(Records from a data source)
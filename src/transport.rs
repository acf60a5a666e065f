//! Hardware transport abstraction.
//!
//! The transport owns the timer and DMA channel that shift a pulse buffer
//! onto the IR emitter pin. This crate never touches the peripheral itself;
//! platform code implements [`IrTransport`] and hands it to the
//! [`Transponder`](crate::transponder::Transponder).
//!
//! Every call is keyed by [`ProtocolVariant`] because carrier timing and
//! buffer length differ per variant.
//!
//! ## Readiness
//!
//! A transmission runs from [`transmit`](IrTransport::transmit) until the
//! DMA-complete interrupt fires and cannot be aborted in between. The
//! controller polls [`is_ready`](IrTransport::is_ready) before every trigger
//! and never blocks on the scheduling path. See
//! [`TransferFlag`](crate::timer::TransferFlag) for an interrupt-safe ready
//! flag.

use crate::protocol::ProtocolVariant;

/// Timer/DMA peripheral that replays pulse buffers on the IR emitter.
pub trait IrTransport {
    /// Error reported by the peripheral.
    type Error: core::fmt::Debug;

    /// Configures the timer and output pin for `variant`.
    fn initialize(&mut self, variant: ProtocolVariant) -> Result<(), Self::Error>;

    /// Arms the DMA channel with the buffer size used by `variant`.
    fn enable_dma(&mut self, variant: ProtocolVariant) -> Result<(), Self::Error>;

    /// Stops the timer and releases the DMA channel.
    fn disable(&mut self) -> Result<(), Self::Error>;

    /// Whether no transmission is in flight.
    fn is_ready(&self) -> bool;

    /// Non-blocking completion check.
    ///
    /// Returns `Err(nb::Error::WouldBlock)` while a transmission is in flight.
    fn poll_complete(&mut self) -> nb::Result<(), Self::Error>;

    /// Blocks until the in-flight transmission, if any, has finished.
    fn wait_for_complete(&mut self) -> Result<(), Self::Error> {
        nb::block!(self.poll_complete())
    }

    /// Copies `pulses` into the DMA source buffer.
    ///
    /// Only called while the transport is ready, so the DMA engine never
    /// reads a buffer that is being rewritten.
    fn load_buffer(&mut self, variant: ProtocolVariant, pulses: &[u8]) -> Result<(), Self::Error>;

    /// Starts replaying the loaded buffer. Readiness drops until it completes.
    fn transmit(&mut self, variant: ProtocolVariant) -> Result<(), Self::Error>;
}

**PROBLEM DESCRIPTION**
All of the data above is to be transcribed without alteration.

**REPLY TO THE EXERCISE**
filename src/transport.rs
repository acf60a5a666e065f
//! Hardware transport abstraction.
//!
//! The transport owns the timer and DMA channel that shift a pulse buffer
//! onto the IR emitter pin. This crate never touches the peripheral itself;
//! platform code implements [`IrTransport`] and hands it to the
//! [`Transponder`](crate::transponder::Transponder).
//!
//! Every call is keyed by [`ProtocolVariant`] because carrier timing and
//! buffer length differ per variant.
//!
//! ## Readiness
//!
//! A transmission runs from [`transmit`](IrTransport::transmit) until the
//! DMA-complete interrupt fires and cannot be aborted in between. The
//! controller polls [`is_ready`](IrTransport::is_ready) before every trigger
//! and never blocks on the scheduling path. See
//! [`TransferFlag`](crate::timer::TransferFlag) for an interrupt-safe ready
//! flag.

use crate::protocol::ProtocolVariant;

/// Timer/DMA peripheral that replays pulse buffers on the IR emitter.
pub trait IrTransport {
    /// Error reported by the peripheral.
    type Error: core::fmt::Debug;

    /// Configures the timer and output pin for `variant`.
    fn initialize(&mut self, variant: ProtocolVariant) -> Result<(), Self::Error>;

    /// Arms the DMA channel with the buffer size used by `variant`.
    fn enable_dma(&mut self, variant: ProtocolVariant) -> Result<(), Self::Error>;

    /// Stops the timer and releases the DMA channel.
    fn disable(&mut self) -> Result<(), Self::Error>;

    /// Whether no transmission is in flight.
    fn is_ready(&self) -> bool;

    /// Non-blocking completion check.
    ///
    /// Returns `Err(nb::Error::WouldBlock)` while a transmission is in flight.
    fn poll_complete(&mut self) -> nb::Result<(), Self::Error>;

    /// Blocks until the in-flight transmission, if any, has finished.
    fn wait_for_complete(&mut self) -> Result<(), Self::Error> {
        nb::block!(self.poll_complete())
    }

    /// Copies `pulses` into the DMA source buffer.
    ///
    /// Only called while the transport is ready, so the DMA engine never
    /// reads a buffer that is being rewritten.
    fn load_buffer(&mut self, variant: ProtocolVariant, pulses: &[u8]) -> Result<(), Self::Error>;

    /// Starts replaying the loaded buffer. Readiness drops until it completes.
    fn transmit(&mut self, variant: ProtocolVariant) -> Result<(), Self::Error>;
}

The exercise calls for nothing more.